Проблема человеческого страдания и Б‑жественного воздаяния — еще одна сквозная тема творчества писателя — особенно занимала его в тридцатых годах. В еврейской мистике, важнейшей составляющей духовного мира Агнона и его мировоззрения, есть понятие «тикун», буквально — исправление, коррекция. Грубо говоря, реальный мир не соответствует идеалу, заложенному в него Творцом, и задача человека усовершенствовать мир или — если в прошлом состояние человека было правильным, а потом исказилось — вернуть его в прежнее гармоничное состояние. Изгнание евреев из Эрец‑Исраэль и затянувшаяся жизнь народа в диаспоре, зачастую в условиях дискриминации и гонений, воспринимается как нарушение правильного порядка и требует исправления. И мистическое понятие Шхина, или Б‑жественное присутствие в материальном мире, которое трактуется еще и как совокупность всех еврейских душ, тоже связано с тикун. Считается, что после разрушения Храма и Иерусалима и прекращения храмовой службы Шхина ушла в Изгнание вместе со Своим народом. Она как женская ипостась Б‑жественного находится на положении изгнанной мужем жены и мечтает вернуться домой и к Мужу. Тикун заключается в том, чтобы это возвращение благополучно состоялось. Но до тех пор Шхина как бы пребывает в печали, и первый шаг к тикун — это проявление участия к ней и сочувствие ее огорчению. Если учесть, что претерпевший травмирующий опыт в диаспоре и в Эрец‑Исраэль Агнон находился под влиянием идеи р. Кука о том, что сионистская эпоха знаменует начало эры Избавления, можно заключить, что через калейдоскоп историй о еврейских бедствиях автор проявляет участие в судьбе печалящейся Шхины и пробуждает сочувствие к ней в душе читателя.

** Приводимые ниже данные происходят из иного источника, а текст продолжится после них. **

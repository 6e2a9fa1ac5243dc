use super::{PermissionError, SystemPermissions};

/// Desktop hosts have no runtime microphone gate the shell can drive;
/// the OS asks on first device open instead.
pub struct DesktopPermissions;

impl DesktopPermissions {
    pub fn new() -> Self {
        Self
    }
}

impl Default for DesktopPermissions {
    fn default() -> Self {
        Self::new()
    }
}

impl SystemPermissions for DesktopPermissions {
    fn microphone_granted(&self) -> bool {
        true
    }

    fn request_microphone(&self) -> Result<(), PermissionError> {
        Err(PermissionError::NotSupported)
    }
}
//! Desktop microphone input using CPAL.
//!
//! CPAL delivers audio through a callback; the callback forwards PCM16
//! chunks over a bounded channel and `read` pulls from it, which gives the
//! worker the same blocking read model it has on Android.

use cpal::traits::{DeviceTrait, HostTrait, StreamTrait};
use std::sync::mpsc::{self, Receiver, RecvTimeoutError, SyncSender};
use std::time::Duration;

use super::{AudioCaptureError, AudioInput, InputSession};
use crate::config::CaptureFormat;

/// Chunks buffered between the callback and the reader
const CHANNEL_DEPTH: usize = 16;

/// How long a read waits for the callback before reporting "nothing yet"
const READ_TIMEOUT: Duration = Duration::from_millis(100);

/// Desktop microphone input implementation using CPAL
pub struct DesktopAudioInput;

impl DesktopAudioInput {
    pub fn new() -> Self {
        Self
    }
}

impl Default for DesktopAudioInput {
    fn default() -> Self {
        Self::new()
    }
}

impl AudioInput for DesktopAudioInput {
    fn min_buffer_bytes(&self, _format: &CaptureFormat) -> Option<usize> {
        // CPAL picks its own period size
        None
    }

    fn open(
        &self,
        format: &CaptureFormat,
        _buffer_bytes: usize,
    ) -> Result<Box<dyn InputSession>, AudioCaptureError> {
        let host = cpal::default_host();
        let device = host
            .default_input_device()
            .ok_or(AudioCaptureError::NoDevice)?;

        if let Ok(name) = device.name() {
            tracing::debug!("Opening input device: {}", name);
        }

        let mut supported_configs = device
            .supported_input_configs()
            .map_err(|e| AudioCaptureError::Configuration(e.to_string()))?;

        // Prefer the requested rate; otherwise take whatever the device runs at.
        // The samples are never used, so no resampling is needed.
        let config: cpal::StreamConfig = match supported_configs.find(|c| {
            c.min_sample_rate().0 <= format.sample_rate && c.max_sample_rate().0 >= format.sample_rate
        }) {
            Some(c) => c.with_sample_rate(cpal::SampleRate(format.sample_rate)).into(),
            None => {
                let default = device
                    .default_input_config()
                    .map_err(|e| AudioCaptureError::Configuration(e.to_string()))?;
                tracing::warn!(
                    "{}Hz not supported, using device default: {}Hz",
                    format.sample_rate,
                    default.sample_rate().0
                );
                default.into()
            }
        };

        let channels = config.channels.max(1) as usize;
        let (tx, rx): (SyncSender<Vec<i16>>, Receiver<Vec<i16>>) = mpsc::sync_channel(CHANNEL_DEPTH);

        let stream = device
            .build_input_stream(
                &config,
                move |data: &[f32], _: &cpal::InputCallbackInfo| {
                    // First channel only, as PCM16
                    let samples: Vec<i16> = data
                        .chunks(channels)
                        .map(|frame| (frame[0] * 32767.0).clamp(-32768.0, 32767.0) as i16)
                        .collect();
                    // Reader is behind: drop the chunk
                    let _ = tx.try_send(samples);
                },
                |err| {
                    tracing::error!("Audio stream error: {}", err);
                },
                None,
            )
            .map_err(|e| AudioCaptureError::Stream(format!("Failed to build stream: {}", e)))?;

        stream
            .play()
            .map_err(|e| AudioCaptureError::Stream(format!("Failed to start stream: {}", e)))?;

        Ok(Box::new(DesktopInputSession { stream, rx }))
    }
}

struct DesktopInputSession {
    stream: cpal::Stream,
    rx: Receiver<Vec<i16>>,
}

impl InputSession for DesktopInputSession {
    fn read(&mut self, buffer: &mut [i16]) -> Result<usize, AudioCaptureError> {
        match self.rx.recv_timeout(READ_TIMEOUT) {
            Ok(chunk) => {
                let n = chunk.len().min(buffer.len());
                buffer[..n].copy_from_slice(&chunk[..n]);
                Ok(n)
            }
            Err(RecvTimeoutError::Timeout) => Ok(0),
            Err(RecvTimeoutError::Disconnected) => {
                Err(AudioCaptureError::Stream("Input stream closed".to_string()))
            }
        }
    }

    fn close(self: Box<Self>) -> Result<(), AudioCaptureError> {
        self.stream
            .pause()
            .map_err(|e| AudioCaptureError::Stream(e.to_string()))
        // Stream is dropped here, releasing the device
    }
}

Я насчитала в ивритском тексте романа 46 употреблений существительного «тикун» и однокоренного глагола «летакен», что во много раз превышает их обычную частотность. В ряде случаев смысл текста прямо указывает на движение от материи к духовной сфере, например о Йерухаме Хофши говорится так:
Сидит себе парень, вернувшийся из Израиля, в галицийском городе Шибуш и чинит городскую мостовую, а чувствует себя так, будто починяет целый мир. Хотя, между нами говоря, вся эта его работа была совершенно зряшной. Те, кто не знаком с нашим городом, могут мне возразить: ну как же так, ведь на улице неисправность, значит, ее нужно починить. Но я‑то знаю Шибуш, и я вам отвечу: что пользы чинить в одном месте, если во всех остальных тоже все разбито и, сдается мне, починке уже не поддается. Впрочем, все это я говорю лишь в связи с работой Йерухама, о самом же Йерухаме мне нечего добавить, кроме того, что он сидел на земле и поднимал вокруг себя изрядную пыль (гл. 12; мною выделены производные от слова тикун. — З. К.).

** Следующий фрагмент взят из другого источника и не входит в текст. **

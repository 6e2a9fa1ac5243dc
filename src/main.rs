// Prevents an additional console window on Windows in release
#![cfg_attr(not(debug_assertions), windows_subsystem = "windows")]

fn main() {
    webshell_lib::run()
}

Слова: «Впрочем, все это я говорю лишь в связи с работой Йерухама» должны подтолкнуть читателя к мысли о том, что речь об исправлении мира ведется тут неспроста. А в другом месте сказано: «Если ты не можешь исправить кресло, исправь хотя бы того, кто будет сидеть в нем» (гл. 76), и ясно, что парадоксальная логика этого совета призвана задержать внимание читателя.
Приняв ту мысль, что идея о тикун лежит в основе романа и служит той канвой, по которой писатель вышивает разрозненные трагические эпизоды еврейских судеб, мы поймем мозаичность и статичность произведения. Ведь чем больше историй о бедствиях разных евреев расскажет нам Агнон, чем большему числу евреев мы вместе с ним посочувствуем, тем скорее воцарится гармония в мире, а значит, и в жизни евреев. В 1938 году, озабоченный национальной судьбой своего народа, Агнон просто не мог не думать и не мечтать об этом.
Художественный мир Агнона, как правило, мифологизирует действительность. Более того, писатель и на собственную биографию смотрит сквозь призму национальных мифов, о чем ярко свидетельствует его нобелевская речь. И если считать приход Б‑жественного Избавителя (на иврите — Машиах) краеугольным мифом иудаизма, то напряженное ожидание этого прихода у Агнона отражено, например, в вымышленной дате рождения, на которой писатель настаивал вопреки фактам. Агнон утверждал, что родился [footnote text=’9 ава, день разрушения Первого (586 год до н. э.) и Второго (70 год н. э.) храмов в Иерусалиме, традиция объявила днем национального траура и поста.’]9 ава[/footnote], а по общему календарю называл дату 8.8.1888. Однако в 1888 году 9 ава пришлось не на 8 августа, и, согласно документам, писатель родился 8.8.1887, что тоже не совпадало с 9 ава. Зато буквенную запись [footnote text=’На иврите буквы имеют численные значения, и годы записываются буквами, состав которых нередко осмысляется как слово; поскольку гласных букв в иврите нет, я выделила выступающие в роли чисел согласные.’]года[/footnote], избранного им для своего рождения — тармах, — Агнон интерпретировал как анаграмму слова терахем, что означает «Ты смилостивишься», и связывал его с обращенным к Б‑гу стихом псалма: «Ты восстанешь, смилостивишься над Сионом, ибо время помиловать его, ибо настал [footnote text=’Р. Вайзер. Реальное и вымышленное в биографии Агнона (Мамашут у‑видьон бе‑биография шель Агнон) // Йедиот ахаронот, 29.2.1980.’]срок[/footnote]» (Теилим, 102:14). Такое истолкование хорошо согласуется с датой 9 ава, поскольку, по талмудическому преданию, в день разрушения Второго храма родился Машиах. О своем детском ожидании Машиаха Агнон поведал в чудесном рассказе «Платок» («А‑митпахат», 1932) и закрепил его в сознательной трансформации — коррекции? — даты своего рождения. Традиция же учит, что приходу Машиаха обязан предшествовать тикун.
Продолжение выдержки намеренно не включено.